In a recent press conference the president of Peru, Vizcarra, confirmed that the PTP for Venezuelans will not remain “open indefinitely.”

“The PTP expires on October 31 and we will make an assessment after its expiration, because we can not keep this temporary permit open indefinitely either. We had made an assessment on what is the capacity we have as a country to admit a number of citizens that merit social services and that could reasonably be integrated into the economy,” he said.

The president added that the large number of Venezuelans in Peru has begun to generate problems in “social services” especially with regard to healthcare.

“We are seeing a situation in which the migratory flow has already begun to present problems for our social services. We have humanitarian considerations to attend to, and through the Group of Lima, we are exploring different solutions. We hope that in the near future this dramatic situation in Venezuela can be reversed,” he said.

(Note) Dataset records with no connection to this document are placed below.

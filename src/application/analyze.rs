use crate::application::history::TradeHistory;
use crate::application::prompts;
use crate::domain::entities::trade::CandidateTrade;
use crate::domain::error::DomainError;
use crate::domain::ports::completion::CompletionProvider;
use serde::Serialize;
use std::sync::Arc;

#[derive(Debug, Serialize)]
pub struct Analysis {
    pub output: String,
    pub stats: AnalysisStats,
}

#[derive(Debug, Serialize)]
#[serde(rename_all = "camelCase")]
pub struct AnalysisStats {
    pub total_trades: usize,
}

pub struct AnalyzeUseCase {
    history: Arc<TradeHistory>,
    completion: Arc<dyn CompletionProvider>,
}

impl AnalyzeUseCase {
    pub fn new(history: Arc<TradeHistory>, completion: Arc<dyn CompletionProvider>) -> Self {
        Self { history, completion }
    }

    /// Assess a candidate trade against the historical batch. A completion
    /// failure propagates to the caller; the history read itself never fails.
    pub async fn execute(&self, candidate: CandidateTrade) -> Result<Analysis, DomainError> {
        let trades = self.history.historical_trades().await;
        let prompt = prompts::analysis_prompt(&candidate, &trades);
        let output = self.completion.complete(&prompt).await?;
        Ok(Analysis {
            output,
            stats: AnalysisStats {
                total_trades: trades.len(),
            },
        })
    }
}
//! Tests for the RelationResolver — reference-to-label resolution.

mod common;

use common::{title_page, FakeStore};
use serde_json::json;
use std::sync::atomic::Ordering;
use std::sync::Arc;
use tradelens::application::resolver::RelationResolver;
use tradelens::domain::ports::document_store::RawDocument;

fn ids(items: &[&str]) -> Vec<String> {
    items.iter().map(|s| s.to_string()).collect()
}

#[tokio::test]
async fn test_empty_input_performs_no_io() {
    let store = Arc::new(FakeStore::new());
    let resolver = RelationResolver::new(store.clone());

    let labels = resolver.resolve_labels(&[]).await;

    assert!(labels.is_empty());
    assert_eq!(
        store.page_calls.load(Ordering::SeqCst),
        0,
        "Empty input must not hit the store"
    );
}

#[tokio::test]
async fn test_all_references_resolve_in_order() {
    let store = Arc::new(FakeStore::new());
    store.add_page(title_page("a", "H4 trend"));
    store.add_page(title_page("b", "Pattern break"));
    let resolver = RelationResolver::new(store);

    let labels = resolver.resolve_labels(&ids(&["a", "b"])).await;
    assert_eq!(labels, vec!["H4 trend", "Pattern break"]);
}

#[tokio::test]
async fn test_failing_lookup_yields_unknown_at_its_position() {
    let store = Arc::new(FakeStore::new());
    store.add_page(title_page("a", "H4 trend"));
    store.add_page(title_page("c", "Pattern break"));
    let resolver = RelationResolver::new(store);

    // "b" does not exist; its slot becomes the sentinel, neighbors keep order.
    let labels = resolver.resolve_labels(&ids(&["a", "b", "c"])).await;
    assert_eq!(labels, vec!["H4 trend", "Unknown", "Pattern break"]);
}

#[tokio::test]
async fn test_page_without_title_property_yields_unknown() {
    let store = Arc::new(FakeStore::new());
    store.add_page(RawDocument {
        id: "x".into(),
        properties: json!({"Price": {"type": "number", "number": 5}}),
    });
    let resolver = RelationResolver::new(store);

    let labels = resolver.resolve_labels(&ids(&["x"])).await;
    assert_eq!(labels, vec!["Unknown"]);
}

#[tokio::test]
async fn test_duplicate_references_each_resolve() {
    let store = Arc::new(FakeStore::new());
    store.add_page(title_page("a", "London open"));
    let resolver = RelationResolver::new(store);

    let labels = resolver.resolve_labels(&ids(&["a", "a"])).await;
    assert_eq!(labels, vec!["London open", "London open"]);
}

Óscar Pérez pointed out that there is a concern on the part of the Peruvian authorities regarding the impact of the estimated 510,000 Venezuelans in Peru. This makes Peru second in receiving Venezuelan migrants, after Colombia, which is estimated to have well over a million.

“It is necessary for the world to start looking at what is happening in Peru…We of course appreciate everything that is being done in favor of our Venezuelan brothers in Colombia, but I think it is time for international cooperation to begin to arrive to Peru,” said Pérez. The representative of the NGO added that “the mass exodus of Venezuelans is not going to stop.”

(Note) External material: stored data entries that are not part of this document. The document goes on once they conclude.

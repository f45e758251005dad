use serde::{Deserialize, Serialize};
use std::fmt;
use std::str::FromStr;

#[derive(Debug, Clone, Copy, PartialEq, Eq, Serialize, Deserialize)]
pub enum Position {
    Long,
    Short,
}

impl fmt::Display for Position {
    fn fmt(&self, f: &mut fmt::Formatter<'_>) -> fmt::Result {
        match self {
            Position::Long => write!(f, "Long"),
            Position::Short => write!(f, "Short"),
        }
    }
}

impl FromStr for Position {
    type Err = String;
    fn from_str(s: &str) -> Result<Self, Self::Err> {
        match s.to_lowercase().as_str() {
            "long" => Ok(Position::Long),
            "short" => Ok(Position::Short),
            _ => Err(format!("Unknown position: {s}")),
        }
    }
}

In addition, he added that “it is healthy for the state, society, and our community to be able to regulate the migratory situation of Venezuelans in the country.”

The country’s new president, who took over from disgraced former president Pedro Pablo Kuczynski who resigned in the wake of the Odebrecht scandal, has pledged to balance humanitarian concerns with realism with regard to Peru’s capacity to accommodate refugees and migrants:

“When the first ten thousand, twenty thousand and fifty thousand Venezuelans arrived there was practically no major inconvenience. When one hundred thousand arrived we started to notice inconveniences, for new demand for social services and we saw how when we reached the point of two hundred thousand, we had arrived at the tipping point where there are major consequences for healthcare, education, et cetera. Now we are already at the order of five hundred thousand,” he observed.

“We have to seek out a balance and maintain our attitude of solidarity with our Venezuelan brothers, but also be aware of the real possibility of paying attention to them and to our compatriots; so that’s why we can not say that the PTP will continue indefinitely; we have to October 31 to do the evaluation through the Ministry of Foreign Affairs and the social sectors. We must then responsibly evaluate the situation, because we are facing a situation where we are reaching our limit in our ability to help,” he said.